Compilation album
- Released: 28 May 1990
- Recorded: July–September 1989
- Studio: IRCAM, Paris
- Genre: French hip-hop
- Label: Labelle Noir, Virgin
- Producer: Benny Malapa

chronology
|  | Rapattitude (1990) | Rapattitude 2 (1992) |

= Rapattitude =

French hip-hop compilation

Rapattitude is a French hip-hop compilation released on May 28, 1990, on the Labelle Noir label, under license from Virgin. It was produced by Benny Malapa, and features several artists from the emerging Parisian hip-hop scene, including Assassin, Suprême NTM, Tonton David, Dee Nasty, Saliha, and EJM. The compilation was recorded largely at the IRCAM studios during the summer of 1989. It was the first French hip-hop compilation and received the first gold certification for a French rap album.

== Background ==
By the late 1980s, French hip-hop had been around for nearly ten years but remained largely ignored by the media. After that decade, it emerged from the underground to become part of the French music scene. Organizations like Radio Nova and events such as "Chez Roger Boîte Funk" at the Globo and "Zoopsie" at the Bobino took over from the "zulu parties" and the pioneers of the La Chapelle wasteland, while the record industry began to take an interest in the movement. Social worker Benny Malapa, who discovered hip-hop at the New York City Rap Tour in Pantin in 1982, worked in the late 1980s on a documentary about Black Parisian nightlife, Paris Black Night, produced by Yves Billon. Preferring to stay behind the camera, he enlisted Madj, host of the show Fusion dissidente on Radio Beur, which featured "dissident rock" and urban music. Filming was carried out with the help of Black Panther Djida, who served as his guide through the nightlife scene and helped him meet artists such as Daddy Yod, Pablo Master, and Saï Saï.

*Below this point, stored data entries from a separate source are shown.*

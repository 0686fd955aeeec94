//! Configuration system
//!
//! Engine settings can be built in code or loaded from TOML / RON files:
//!
//! ```toml
//! name = "arena"
//! log_level = "debug"
//!
//! [clock]
//! fixed_timestep_secs = 0.0166
//! time_scale = 1.0
//!
//! [world.bounds]
//! min = [0.0, 0.0]
//! max = [1024.0, 768.0]
//!
//! [world.quadtree]
//! max_colliders_per_node = 4
//! max_depth = 50
//! ```

pub use serde::{Serialize, Deserialize};

use std::time::Duration;

use crate::foundation::math::{Rect, Vec2};
use crate::spatial::QuadTreeConfig;

/// Configuration trait
pub trait Config: Serialize + for<'de> Deserialize<'de> + Default {
    /// Load configuration from file
    fn load_from_file(path: &str) -> Result<Self, ConfigError> {
        let contents = std::fs::read_to_string(path)
            .map_err(ConfigError::Io)?;

        // Try different formats
        if path.ends_with(".toml") {
            toml::from_str(&contents).map_err(|e| ConfigError::Parse(e.to_string()))
        } else if path.ends_with(".ron") {
            ron::from_str(&contents).map_err(|e| ConfigError::Parse(e.to_string()))
        } else {
            Err(ConfigError::UnsupportedFormat(path.to_string()))
        }
    }

    /// Save configuration to file
    fn save_to_file(&self, path: &str) -> Result<(), ConfigError> {
        let contents = if path.ends_with(".toml") {
            toml::to_string_pretty(self).map_err(|e| ConfigError::Serialize(e.to_string()))?
        } else if path.ends_with(".ron") {
            ron::ser::to_string_pretty(self, Default::default())
                .map_err(|e| ConfigError::Serialize(e.to_string()))?
        } else {
            return Err(ConfigError::UnsupportedFormat(path.to_string()));
        };

        std::fs::write(path, contents).map_err(ConfigError::Io)
    }

    /// Parse configuration from a TOML string
    fn from_toml_str(contents: &str) -> Result<Self, ConfigError> {
        toml::from_str(contents).map_err(|e| ConfigError::Parse(e.to_string()))
    }
}

/// Configuration errors
#[derive(thiserror::Error, Debug)]
pub enum ConfigError {
    /// IO error
    #[error("IO error: {0}")]
    Io(#[from] std::io::Error),

    /// Parse error
    #[error("Parse error: {0}")]
    Parse(String),

    /// Serialization error
    #[error("Serialization error: {0}")]
    Serialize(String),

    /// Unsupported format
    #[error("Unsupported format: {0}")]
    UnsupportedFormat(String),

    /// A value that the engine cannot run with
    #[error("Invalid configuration: {0}")]
    Invalid(String),
}

/// Fixed-timestep clock settings
#[derive(Debug, Clone, PartialEq, Serialize, Deserialize)]
#[serde(default)]
pub struct ClockConfig {
    /// Nominal duration of one simulation tick in seconds
    pub fixed_timestep_secs: f64,
    /// Initial time scale; out-of-range values are ignored by the clock
    pub time_scale: f32,
}

impl Default for ClockConfig {
    fn default() -> Self {
        Self {
            fixed_timestep_secs: 1.0 / 60.0,
            time_scale: 1.0,
        }
    }
}

/// Simulated world settings
#[derive(Debug, Clone, PartialEq, Serialize, Deserialize)]
#[serde(default)]
pub struct WorldConfig {
    /// Root extent of the spatial index
    pub bounds: Rect,
    /// Spatial index tuning
    pub quadtree: QuadTreeConfig,
}

impl Default for WorldConfig {
    fn default() -> Self {
        Self {
            bounds: Rect::new(Vec2::zeros(), Vec2::new(800.0, 600.0)),
            quadtree: QuadTreeConfig::default(),
        }
    }
}

/// Top-level engine configuration
#[derive(Debug, Clone, PartialEq, Serialize, Deserialize)]
#[serde(default)]
pub struct EngineConfig {
    /// Name of the game or scene
    pub name: String,
    /// Default log filter (`RUST_LOG` overrides it)
    pub log_level: String,
    /// Clock settings
    pub clock: ClockConfig,
    /// World settings
    pub world: WorldConfig,
}

impl Default for EngineConfig {
    fn default() -> Self {
        Self {
            name: "Quad Engine Application".to_string(),
            log_level: "info".to_string(),
            clock: ClockConfig::default(),
            world: WorldConfig::default(),
        }
    }
}

impl Config for EngineConfig {}

impl EngineConfig {
    /// Check the values the engine cannot recover from
    pub fn validate(&self) -> Result<(), ConfigError> {
        let timestep = self.clock.fixed_timestep_secs;
        // Negative, NaN, too large for a Duration, or shorter than a nanosecond
        let usable = Duration::try_from_secs_f64(timestep).map_or(false, |step| !step.is_zero());
        if !usable {
            return Err(ConfigError::Invalid(format!(
                "fixed timestep must be a positive number of seconds that fits a Duration, got {}",
                timestep
            )));
        }

        if self.world.bounds.is_degenerate() {
            return Err(ConfigError::Invalid(format!(
                "world bounds must have positive width and height, got {:?}",
                self.world.bounds
            )));
        }

        if self.world.quadtree.max_colliders_per_node == 0 {
            return Err(ConfigError::Invalid(
                "quadtree split threshold must be at least 1".to_string(),
            ));
        }

        Ok(())
    }
}

#[cfg(test)]
mod tests {
    use super::*;

    #[test]
    fn test_default_config_is_valid() {
        assert!(EngineConfig::default().validate().is_ok());
    }

    #[test]
    fn test_partial_toml_uses_defaults() {
        let config = EngineConfig::from_toml_str(
            r#"
            name = "arena"

            [world.bounds]
            min = [0.0, 0.0]
            max = [1024.0, 768.0]
            "#,
        )
        .expect("valid toml");

        assert_eq!(config.name, "arena");
        assert_eq!(config.world.bounds.max, Vec2::new(1024.0, 768.0));
        assert_eq!(config.world.quadtree, QuadTreeConfig::default());
        assert_eq!(config.clock, ClockConfig::default());
    }

    #[test]
    fn test_invalid_timestep_rejected() {
        let mut config = EngineConfig::default();
        config.clock.fixed_timestep_secs = 0.0;
        assert!(matches!(config.validate(), Err(ConfigError::Invalid(_))));
    }

    #[test]
    fn test_unusable_timesteps_rejected() {
        for secs in [1e20, f64::INFINITY, f64::NAN, -1.0, 1e-12] {
            let mut config = EngineConfig::default();
            config.clock.fixed_timestep_secs = secs;
            assert!(matches!(config.validate(), Err(ConfigError::Invalid(_))));
        }
    }

    #[test]
    fn test_degenerate_world_rejected() {
        let mut config = EngineConfig::default();
        config.world.bounds = Rect::from_origin_size(0.0, 0.0, 0.0, 100.0);
        assert!(matches!(config.validate(), Err(ConfigError::Invalid(_))));
    }

    #[test]
    fn test_out_of_range_time_scale_is_not_a_config_error() {
        let mut config = EngineConfig::default();
        config.clock.time_scale = 500.0;
        assert!(config.validate().is_ok());
    }

    #[test]
    fn test_unsupported_extension() {
        let result = EngineConfig::load_from_file("settings.ini");
        assert!(result.is_err());
    }

    #[test]
    fn test_ron_round_trip_through_file() {
        let path = std::env::temp_dir().join(format!("quad_engine_config_{}.ron", std::process::id()));
        let path = path.to_string_lossy().to_string();

        let mut config = EngineConfig::default();
        config.name = "ron scene".to_string();
        config.clock.time_scale = 0.5;

        config.save_to_file(&path).expect("save config");
        let loaded = EngineConfig::load_from_file(&path).expect("load config");
        let _ = std::fs::remove_file(&path);

        assert_eq!(loaded, config);
    }
}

According to Malapa, it was at the Franc-Moisin housing project in Saint-Denis, following a discussion about the lack of a producer for these artists, that he decided to produce them himself. However, Madj credits himself with the idea for the format: he reportedly suggested to Malapa that they produce a compilation instead, a format inherited from punk that helped compensate for the limited repertoire of each artist, few of whom were then able to release a solo album. Christian Milia, for his part, traces the project back to his own exchanges with Madj. An initial attempt to organise a sound system party on Rue des Rosiers failed, which convinced Malapa that he needed to surround himself with a team. Madj then introduced him to Milia, his co-host on the radio. The meeting with sound engineer Sodi ultimately steered the project toward the compilation format.

== Production ==
Assassin was recruited by Madj; Suprême NTM was introduced to Malapa by Assassin's Rockin' Squat in early 1989. Djida and Saï-Saï brought in EJM; a sound system at the Lasson studio introduced Tonton David to Malapa; Black Panther Casa introduced him to New Generation MC and Roger RMC, who introduced him to Saliha. The participation of Dee Nasty, a leading figure in the scene, was deemed essential. The group A.L.A.R.M.E. was formed specifically for the compilation, centered around Mikey Mosman, bassist Nicolas Baby from Fédération Française de Fonck, and a backup singer from Magma, during a session at the IRCAM. Several absences were due to refusals or setbacks: Timide et Sans Complexe turned down a contract they deemed unfavorable, Lionel D's label opposed his participation, and neither Lucien Revolucien—who was in New York at the time—nor MC Solaar—who was contacted too late—could appear on the record. Malapa later acknowledged that it had been wrong to exclude Les Little.

The project's founders established the Labelle Noir label, whose name is a play on the expression "belle noire" (beautiful black woman). Its logo, depicting a Black female dancer, was designed by graffiti artist Mode 2. Cathy Malapa handled administration; Benny Malapa managed production and business matters; and Madj and Milia were in charge of artist relations and concert organization.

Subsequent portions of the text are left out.